En décidant d’annoncer d’abord son alliance détaillée avec le mouvement Amal, puis la liste de ses candidats, bien avant les autres formations politiques, le Hezbollah a donc choisi la sécurité interne, en évitant à sa base les tiraillements électoraux et les discours violents qui pourraient ébranler les convictions et influer sur le vote. Convaincu que l’enjeu des législatives de 2018 est de chercher à réaliser des percées au sein de la représentation chiite dans le nouveau Parlement, il a préféré fermer autant que possible toutes les brèches potentielles. Mais en se partageant avec le mouvement Amal la plus grande partie des sièges chiites, il a quelque peu pris ses distances avec les autres formations. C’est un peu comme s’il disait à ses alliés des autres communautés : « Nous avons réglé la question de la représentation chiite. À vous d’en faire de même chez vous... ». Ce qui est loin d’être aussi évident, surtout que dans la plupart des circonscriptions, leurs alliés ne parviennent pas à s’entendre... D’ailleurs, un responsable du Hezbollah qui travaille sur le dossier électoral a récemment déclaré dans une réunion politique : « Le problème des prochaines élections est entre nos alliés qui ne parviennent pas à se mettre d’accord... »

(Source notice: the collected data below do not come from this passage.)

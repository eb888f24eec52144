use std::path::PathBuf;

use anyhow::{Result, bail};
use products_directory::DEFAULT_EXPORT_SLUG;

pub const DEFAULT_STORAGE_DIR: &str = "./storage";
pub const DEFAULT_PUBLIC_BASE_URL: &str = "http://localhost:8080/files";
pub const DEFAULT_PREFS_PATH: &str = "./hub-prefs.json";
pub const DEFAULT_CORS_ORIGIN: &str = "http://localhost:5173";

#[derive(Clone, Debug)]
pub struct AppConfig {
    pub database_url: Option<String>,
    /// Directory holding uploaded headshots, served under `/files`.
    pub storage_dir: PathBuf,
    pub public_base_url: String,
    pub prefs_path: PathBuf,
    pub export_slug: String,
    pub cors_allowed_origins: Vec<String>,
    pub otlp_endpoint: Option<String>,
}

impl AppConfig {
    /// Read the process environment, after loading `.env` when present.
    pub fn load() -> Result<Self> {
        let _ = dotenvy::dotenv();
        Self::from_lookup(|key| std::env::var(key).ok())
    }

    pub fn from_lookup(lookup: impl Fn(&str) -> Option<String>) -> Result<Self> {
        let var = |key: &str| {
            lookup(key)
                .map(|value| value.trim().to_string())
                .filter(|value| !value.is_empty())
        };

        let public_base_url = var("HUB_PUBLIC_BASE_URL")
            .unwrap_or_else(|| DEFAULT_PUBLIC_BASE_URL.into())
            .trim_end_matches('/')
            .to_string();
        if !public_base_url.starts_with("http://") && !public_base_url.starts_with("https://") {
            bail!("HUB_PUBLIC_BASE_URL must be an absolute http(s) url, got `{public_base_url}`");
        }

        let export_slug = var("HUB_EXPORT_SLUG").unwrap_or_else(|| DEFAULT_EXPORT_SLUG.into());
        if export_slug.contains(['/', '\\', '"']) {
            bail!("HUB_EXPORT_SLUG must not contain path separators or quotes");
        }

        let cors_allowed_origins = var("CORS_ALLOWED_ORIGINS")
            .unwrap_or_else(|| DEFAULT_CORS_ORIGIN.into())
            .split(',')
            .map(str::trim)
            .filter(|origin| !origin.is_empty())
            .map(str::to_string)
            .collect();

        Ok(Self {
            database_url: var("DATABASE_URL"),
            storage_dir: var("HUB_STORAGE_DIR")
                .unwrap_or_else(|| DEFAULT_STORAGE_DIR.into())
                .into(),
            public_base_url,
            prefs_path: var("HUB_PREFS_PATH")
                .unwrap_or_else(|| DEFAULT_PREFS_PATH.into())
                .into(),
            export_slug,
            cors_allowed_origins,
            otlp_endpoint: var("OTLP_ENDPOINT"),
        })
    }
}
impl SeaStore {
    async fn find_model(&self, id: Uuid) -> StoreResult<teammates::Model> {
        teammates::Entity::find_by_id(id)
            .one(&self.db)
            .await
            .map_err(db_error)?
            .ok_or(StoreError::NotFound)
    }

    async fn load_one(&self, id: Uuid) -> StoreResult<Teammate> {
        let model = self.find_model(id).await?;
        let mut tags = tag_names(&self.db, vec![id]).await?;
        into_teammate(model, tags.remove(&id).unwrap_or_default())
    }

    async fn hydrate(&self, models: Vec<teammates::Model>) -> StoreResult<Vec<Teammate>> {
        let ids = models.iter().map(|model| model.id).collect();
        let mut tags = tag_names(&self.db, ids).await?;
        models
            .into_iter()
            .map(|model| {
                let names = tags.remove(&model.id).unwrap_or_default();
                into_teammate(model, names)
            })
            .collect()
    }

    /// A manager must be another existing teammate.
    async fn ensure_manager(&self, manager_id: Uuid, subject: Option<Uuid>) -> StoreResult<()> {
        if Some(manager_id) == subject {
            return Err(StoreError::InvalidInput(
                "A teammate cannot be their own manager".into(),
            ));
        }
        match self.find_model(manager_id).await {
            Ok(_) => Ok(()),
            Err(StoreError::NotFound) => Err(StoreError::InvalidInput(
                "Manager must reference an existing teammate".into(),
            )),
            Err(err) => Err(err),
        }
    }
}

#[async_trait]
impl DirectoryStore for SeaStore {
    #[instrument(skip(self))]
    async fn list(&self, filters: ListFilters) -> StoreResult<Vec<Teammate>> {
        let mut query = teammates::Entity::find();
        if let Some(department) = filters.department.value() {
            query = query.filter(teammates::Column::Department.eq(department.as_str()));
        }
        if let Some(branch) = filters.branch.value() {
            query = query.filter(teammates::Column::Branch.eq(branch.as_str()));
        }
        if let Some(status) = filters.onboarding_status.value() {
            query = query.filter(teammates::Column::OnboardingStatus.eq(status.as_str()));
        }
        let models = by_full_name(query)
            .all(&self.db)
            .await
            .map_err(db_error)?;
        self.hydrate(models).await
    }

    #[instrument(skip(self))]
    async fn search(&self, term: &str) -> StoreResult<Vec<Teammate>> {
        let needle = term.trim().to_lowercase();
        if needle.is_empty() {
            return self.list(ListFilters::default()).await;
        }
        let pattern = format!("%{needle}%");
        let condition = Condition::any()
            .add(Expr::expr(lower(teammates::Column::FirstName)).like(pattern.clone()))
            .add(Expr::expr(lower(teammates::Column::LastName)).like(pattern.clone()))
            .add(Expr::expr(lower(teammates::Column::Email)).like(pattern.clone()))
            .add(Expr::expr(lower(teammates::Column::Position)).like(pattern.clone()))
            .add(Expr::expr(Func::lower(full_name_expr())).like(pattern));
        let models = by_full_name(teammates::Entity::find().filter(condition))
            .all(&self.db)
            .await
            .map_err(db_error)?;
        self.hydrate(models).await
    }

    #[instrument(skip(self))]
    async fn get_profile(&self, id: Uuid) -> StoreResult<TeammateProfile> {
        let model = self.find_model(id).await?;

        let manager = match model.manager_id {
            Some(manager_id) => teammates::Entity::find_by_id(manager_id)
                .one(&self.db)
                .await
                .map_err(db_error)?
                .map(|manager| ManagerSummary {
                    id: manager.id,
                    full_name: full_name(&manager.first_name, &manager.last_name),
                    email: manager.email,
                }),
            None => None,
        };

        let tags: Vec<TeammateTag> = teammate_tags::Entity::find()
            .filter(teammate_tags::Column::TeammateId.eq(id))
            .order_by_asc(teammate_tags::Column::CreatedAt)
            .order_by_asc(teammate_tags::Column::TagName)
            .all(&self.db)
            .await
            .map_err(db_error)?
            .into_iter()
            .map(|row| TeammateTag {
                id: row.id,
                name: row.tag_name,
                color: row.tag_color,
            })
            .collect();

        let mut licenses = teammate_licensed_states::Entity::find()
            .filter(teammate_licensed_states::Column::TeammateId.eq(id))
            .find_also_related(licensed_states::Entity)
            .all(&self.db)
            .await
            .map_err(db_error)?
            .into_iter()
            .map(|(license, state)| {
                let state = state.ok_or_else(|| {
                    integrity(format!("license {} references a missing state", license.id))
                })?;
                Ok(StateLicense {
                    id: license.id,
                    state_code: state.state_code,
                    state_name: Some(state.state_name),
                    license_number: license.license_number,
                })
            })
            .collect::<StoreResult<Vec<_>>>()?;
        licenses.sort_by(|a, b| a.state_code.cmp(&b.state_code));

        let reviews = client_reviews::Entity::find()
            .filter(client_reviews::Column::TeammateId.eq(id))
            .order_by_desc(client_reviews::Column::ReviewDate)
            .all(&self.db)
            .await
            .map_err(db_error)?
            .into_iter()
            .map(|review| {
                let rating = u8::try_from(review.rating)
                    .ok()
                    .filter(|rating| (1..=5).contains(rating))
                    .ok_or_else(|| {
                        integrity(format!("review rating {} is outside 1..=5", review.rating))
                    })?;
                Ok(ClientReview {
                    id: review.id,
                    client_name: review.client_name,
                    review_text: review.review_text,
                    rating,
                    review_date: review.review_date,
                })
            })
            .collect::<StoreResult<Vec<_>>>()?;

        let tag_names = tags.iter().map(|tag| tag.name.clone()).collect();
        Ok(TeammateProfile {
            teammate: into_teammate(model, tag_names)?,
            manager,
            tags,
            licenses,
            reviews,
        })
    }

    #[instrument(skip(self, new), fields(email = %new.email))]
    async fn create(&self, new: NewTeammate) -> StoreResult<Teammate> {
        if let Some(manager_id) = new.manager_id {
            self.ensure_manager(manager_id, None).await?;
        }
        let now: DateTimeWithTimeZone = Utc::now().into();
        let model = teammates::ActiveModel {
            id: Set(Uuid::new_v4()),
            first_name: Set(new.first_name),
            last_name: Set(new.last_name),
            email: Set(new.email),
            phone: Set(new.phone),
            position: Set(new.position),
            department: Set(new.department.as_str().to_string()),
            branch: Set(new.branch.as_str().to_string()),
            nmls: Set(new.nmls),
            headshot_url: Set(new.headshot_url),
            start_date: Set(new.start_date),
            birthday: Set(new.birthday),
            onboarding_status: Set(new.onboarding_status.as_str().to_string()),
            linkedin: Set(new.linkedin),
            calendly: Set(new.calendly),
            manager_id: Set(new.manager_id),
            created_at: Set(now),
            updated_at: Set(now),
        }
        .insert(&self.db)
        .await
        .map_err(db_error)?;
        info!(id = %model.id, "teammate created");
        into_teammate(model, Vec::new())
    }

    #[instrument(skip(self, patch))]
    async fn update(&self, id: Uuid, patch: TeammatePatch) -> StoreResult<Teammate> {
        let patch = patch.validate()?;
        let model = self.find_model(id).await?;
        if let Some(Some(manager_id)) = patch.manager_id {
            self.ensure_manager(manager_id, Some(id)).await?;
        }

        let tags = tag_names(&self.db, vec![id]).await?.remove(&id).unwrap_or_default();
        let mut record = into_teammate(model.clone(), tags)?;
        patch.apply_to(&mut record);

        let mut active: teammates::ActiveModel = model.into();
        write_fields(&mut active, &record);
        active.updated_at = Set(Utc::now().into());
        let updated = active.update(&self.db).await.map_err(db_error)?;
        info!(%id, "teammate updated");
        into_teammate(updated, record.tags)
    }

    #[instrument(skip(self))]
    async fn delete(&self, id: Uuid) -> StoreResult<()> {
        let txn = self.db.begin().await.map_err(db_error)?;
        teammate_tags::Entity::delete_many()
            .filter(teammate_tags::Column::TeammateId.eq(id))
            .exec(&txn)
            .await
            .map_err(db_error)?;
        teammate_licensed_states::Entity::delete_many()
            .filter(teammate_licensed_states::Column::TeammateId.eq(id))
            .exec(&txn)
            .await
            .map_err(db_error)?;
        client_reviews::Entity::delete_many()
            .filter(client_reviews::Column::TeammateId.eq(id))
            .exec(&txn)
            .await
            .map_err(db_error)?;
        teammates::Entity::update_many()
            .col_expr(teammates::Column::ManagerId, Expr::value(Option::<Uuid>::None))
            .filter(teammates::Column::ManagerId.eq(id))
            .exec(&txn)
            .await
            .map_err(db_error)?;
        let result = teammates::Entity::delete_by_id(id)
            .exec(&txn)
            .await
            .map_err(db_error)?;
        if result.rows_affected == 0 {
            txn.rollback().await.map_err(db_error)?;
            return Err(StoreError::NotFound);
        }
        txn.commit().await.map_err(db_error)?;
        info!(%id, "teammate deleted");
        Ok(())
    }

    #[instrument(skip(self, tags))]
    async fn add_tags(&self, id: Uuid, tags: Vec<NewTag>) -> StoreResult<Teammate> {
        self.find_model(id).await?;
        let mut existing: HashSet<String> = tag_names(&self.db, vec![id])
            .await?
            .remove(&id)
            .unwrap_or_default()
            .into_iter()
            .collect();
        let now: DateTimeWithTimeZone = Utc::now().into();
        for tag in tags {
            let name = tag.name.trim();
            if name.is_empty() {
                return Err(StoreError::InvalidInput("Tag name is required".into()));
            }
            if !existing.insert(name.to_string()) {
                continue;
            }
            teammate_tags::ActiveModel {
                id: Set(Uuid::new_v4()),
                teammate_id: Set(id),
                tag_name: Set(name.to_string()),
                tag_color: Set(tag.color.filter(|color| !color.trim().is_empty())),
                created_at: Set(now),
            }
            .insert(&self.db)
            .await
            .map_err(db_error)?;
        }
        self.load_one(id).await
    }

    #[instrument(skip(self))]
    async fn remove_tag(&self, id: Uuid, name: &str) -> StoreResult<Teammate> {
        self.find_model(id).await?;
        teammate_tags::Entity::delete_many()
            .filter(teammate_tags::Column::TeammateId.eq(id))
            .filter(teammate_tags::Column::TagName.eq(name.trim()))
            .exec(&self.db)
            .await
            .map_err(db_error)?;
        self.load_one(id).await
    }

    #[instrument(skip(self))]
    async fn set_headshot(&self, id: Uuid, url: Option<String>) -> StoreResult<Teammate> {
        let model = self.find_model(id).await?;
        let mut active: teammates::ActiveModel = model.into();
        active.headshot_url = Set(url);
        active.updated_at = Set(Utc::now().into());
        active.update(&self.db).await.map_err(db_error)?;
        self.load_one(id).await
    }
}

Contrairement à la fébrilité qui règne dans la plupart des permanences partisanes et chez un grand nombre de candidats, chez ceux du Hezbollah, le calme est donc de mise. Mais dans la machine électorale du parti, les calculs vont bon train, tout comme les pronostics et les tentatives de réconcilier les uns et les autres. Par exemple, le parti chiite cherche à mettre d’accord le PSNS et le CPL dans plusieurs circonscriptions, sachant que ce dernier considère que là où il y a des sièges chrétiens, c’est à lui qu’ils doivent revenir en premier lieu, alors que le Hezbollah veut aussi ménager ses autres alliés. Cela a été ainsi le cas dans la deuxième circonscription de Beyrouth, où le CPL n’avait pas au départ de candidat et où le Hezbollah a formé une liste avec des personnalités sunnites, avec les Ahbache et le PSNS. Finalement, le CPL a voulu avoir un candidat briguant le siège des minorités et il a voulu prendre la place du candidat du PSNS. Même chose à Baalbeck-Hermel, où le Hezbollah a voulu faire figurer sur sa liste le candidat du PSNS pour le siège grec-catholique, l’ancien ministre Albert Mansour et l’actuel député maronite Émile Rahmé, poussant le CPL à s’allier avec le courant du Futur et les Forces libanaises dans cette circonscription. Dans la circonscription de la Békaa-Ouest, le CPL veut un candidat maronite en plus de l’ancien vice-président de la Chambre Élie Ferzli (grec-orthodoxe) sur la liste du Hezbollah et d’Amal. Mais là il se heurte au refus du président de la Chambre de lui donner deux candidats sur cette liste. À Saïda-Jezzine, la situation est aussi très complexe, Amal et le Hezbollah ayant choisi d’appuyer la liste d’Oussama Saad où figure déjà le candidat maronite Ibrahim Azar (fils de l’ancien député Samir Azar), alors que le CPL n’a pas encore défini ses options sur la liste du Futur ou sur celle du camp adverse, à moins de former une troisième liste. Même chose dans la circonscription de Marjeyoun, Bint-Jbeil...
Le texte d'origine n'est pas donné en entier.